Morphological Evolution of Si Nanowires upon Lithiation: A First-Principles Multiscale Model

Silicon is a promising anode material for high-capacity Li-ion batteries. Recent experiments show that lithiation of crystalline silicon nanowires leads to highly anisotropic morphologies. This has been interpreted as due to anisotropy in equilibrium interface energies, but this interpretation does not capture the dynamic, nonequilibrium nature of the lithiation process. Here, we provide a comprehensive explanation of experimentally observed morphological changes, based on first-principles multiscale simulations. We identify reaction paths and associated structural transformations for Li insertion into the Si {110} and {111} surfaces and calculate the relevant energy barriers from density functional theory methods. We then perform kinetic Monte Carlo simulations for nanowires with surfaces of different orientations, which reproduce to a remarkable degree the experimentally observed profiles and the relative reaction front rates.

Graphene structures at an extreme degree of buckling.
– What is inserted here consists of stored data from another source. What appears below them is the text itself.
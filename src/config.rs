use std::collections::BTreeSet;
use std::path::{Path, PathBuf};
use std::time::Duration;

use chrono::NaiveDate;
use config::{Config, Environment, File};
use serde::Deserialize;

use crate::error::ConfigError;

pub const DEFAULT_BASE_URL: &str = "https://historical.api.jobtechdev.se/search";
pub const DEFAULT_USER_AGENT: &str = "ai-platsbanken-harvester/1.0";

/// SSYK4 codes counted (never filtered) while harvesting.
const TRACKED_SSYK4: [&str; 10] = [
    "2431", "2433", "2511", "2512", "2513", "2519", "2521", "2522", "2523", "2621",
];

/// Immutable settings for one harvesting run.
///
/// Built from defaults, an optional `harvest.toml`, then `HARVEST_*` environment
/// variables. Tests construct it directly with tiny limits.
#[derive(Debug, Clone, Deserialize)]
#[serde(default)]
pub struct HarvestConfig {
    pub base_url: String,
    pub user_agent: String,
    pub start_date: NaiveDate,
    /// Inclusive.
    pub end_date: NaiveDate,
    pub page_size: usize,
    /// Pagination stops once the offset exceeds this value.
    pub max_offset: usize,
    pub max_retries: u32,
    pub retry_backoff_ms: u64,
    pub request_timeout_secs: u64,
    pub page_delay_ms: u64,
    pub day_delay_ms: u64,
    pub output_dir: PathBuf,
    pub tracked_ssyk4: BTreeSet<String>,
}

impl Default for HarvestConfig {
    fn default() -> Self {
        HarvestConfig {
            base_url: DEFAULT_BASE_URL.to_string(),
            user_agent: DEFAULT_USER_AGENT.to_string(),
            // ChatGPT launch through the day before daily harvesting took over.
            start_date: NaiveDate::from_ymd_opt(2022, 11, 30).unwrap_or_default(),
            end_date: NaiveDate::from_ymd_opt(2025, 11, 6).unwrap_or_default(),
            page_size: 100,
            max_offset: 2000,
            max_retries: 3,
            retry_backoff_ms: 10_000,
            request_timeout_secs: 120,
            page_delay_ms: 200,
            day_delay_ms: 500,
            output_dir: PathBuf::from("."),
            tracked_ssyk4: TRACKED_SSYK4.iter().map(|c| c.to_string()).collect(),
        }
    }
}

impl HarvestConfig {
    /// Load settings, looking for `harvest.toml` in the working directory.
    pub fn load() -> Result<Self, ConfigError> {
        Self::load_from(Path::new("harvest"))
    }

    /// Load settings from `file_stem` (any format `config` understands, optional)
    /// layered under `HARVEST_*` environment variables.
    pub fn load_from(file_stem: &Path) -> Result<Self, ConfigError> {
        let settings = Config::builder()
            .add_source(File::from(file_stem).required(false))
            .add_source(Environment::with_prefix("HARVEST").try_parsing(true))
            .build()?;
        let cfg: HarvestConfig = settings.try_deserialize()?;
        cfg.validate()?;
        Ok(cfg)
    }

    pub fn validate(&self) -> Result<(), ConfigError> {
        if self.page_size == 0 {
            return Err(ConfigError::Invalid("page_size must be at least 1".into()));
        }
        if self.max_retries == 0 {
            return Err(ConfigError::Invalid("max_retries must be at least 1".into()));
        }
        if self.request_timeout_secs == 0 {
            return Err(ConfigError::Invalid(
                "request_timeout_secs must be at least 1".into(),
            ));
        }
        Ok(())
    }

    pub fn retry_backoff(&self) -> Duration {
        Duration::from_millis(self.retry_backoff_ms)
    }

    pub fn request_timeout(&self) -> Duration {
        Duration::from_secs(self.request_timeout_secs)
    }

    pub fn page_delay(&self) -> Duration {
        Duration::from_millis(self.page_delay_ms)
    }

    pub fn day_delay(&self) -> Duration {
        Duration::from_millis(self.day_delay_ms)
    }

    pub fn is_tracked(&self, ssyk4: Option<&str>) -> bool {
        ssyk4.is_some_and(|code| self.tracked_ssyk4.contains(code))
    }

    /// `historical_ads_detailed_<start>_to_<end>.jsonl`
    pub fn corpus_file_name(&self) -> String {
        corpus_file_name(self.start_date, self.end_date)
    }

    pub fn corpus_path(&self) -> PathBuf {
        self.output_dir.join(self.corpus_file_name())
    }
}

pub fn corpus_file_name(start: NaiveDate, end: NaiveDate) -> String {
    format!(
        "historical_ads_detailed_{}_to_{}.jsonl",
        start.format("%Y-%m-%d"),
        end.format("%Y-%m-%d")
    )
}

#[cfg(test)]
mod tests {
    use super::*;

    #[test]
    fn defaults_cover_historical_range() {
        let cfg = HarvestConfig::default();
        assert_eq!(cfg.start_date.to_string(), "2022-11-30");
        assert_eq!(cfg.end_date.to_string(), "2025-11-06");
        assert_eq!(cfg.page_size, 100);
        assert_eq!(cfg.max_offset, 2000);
        assert_eq!(cfg.max_retries, 3);
        assert_eq!(cfg.retry_backoff(), Duration::from_secs(10));
        assert_eq!(cfg.tracked_ssyk4.len(), 10);
        assert!(cfg.validate().is_ok());
    }

    #[test]
    fn file_name_embeds_range() {
        let cfg = HarvestConfig::default();
        assert_eq!(
            cfg.corpus_file_name(),
            "historical_ads_detailed_2022-11-30_to_2025-11-06.jsonl"
        );
    }

    #[test]
    fn tracked_lookup() {
        let cfg = HarvestConfig::default();
        assert!(cfg.is_tracked(Some("2512")));
        assert!(!cfg.is_tracked(Some("9999")));
        assert!(!cfg.is_tracked(None));
    }

    #[test]
    fn zero_page_size_rejected() {
        let cfg = HarvestConfig {
            page_size: 0,
            ..HarvestConfig::default()
        };
        assert!(matches!(cfg.validate(), Err(ConfigError::Invalid(_))));
    }

    #[test]
    fn load_reads_toml_file() {
        let dir = tempfile::tempdir().unwrap();
        let stem = dir.path().join("harvest");
        std::fs::write(
            dir.path().join("harvest.toml"),
            "page_size = 25\nstart_date = \"2023-01-02\"\nend_date = \"2023-01-03\"\n",
        )
        .unwrap();
        let cfg = HarvestConfig::load_from(&stem).unwrap();
        assert_eq!(cfg.page_size, 25);
        assert_eq!(cfg.start_date.to_string(), "2023-01-02");
        assert_eq!(cfg.max_offset, 2000);
    }
}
The distinctive properties of graphene sheets may be significantly influenced by the presence of corrugation structures. Our understanding of these graphene structures has been limited to the mesoscopic scale. Here we characterize angstrom-scale periodic buckling structures in free-standing graphene bilayers produced by liquid-phase processing in the absence of specific substrates. Monochromated, aberration-corrected transmission electron microscopy with sub-angstrom resolution revealed that the unit structures in the major buckling direction consist of only two and three unit cells of graphenes honeycomb lattice, resulting in buckling wavelengths of 3.6 ± 0.5 and 6.4 ± 0.8 Å, respectively. The buckling shows a strong preference of chiral direction and spontaneously chooses the orientation of the lowest deformation energy, governed by simple geometry rules agreeing with Euler buckling theory. Unexpectedly, the overall buckled structures demonstrate geometric complexity with cascaded features. First-principles calculations suggest that significant anisotropic changes in the electronic structure of graphene are induced by the buckling.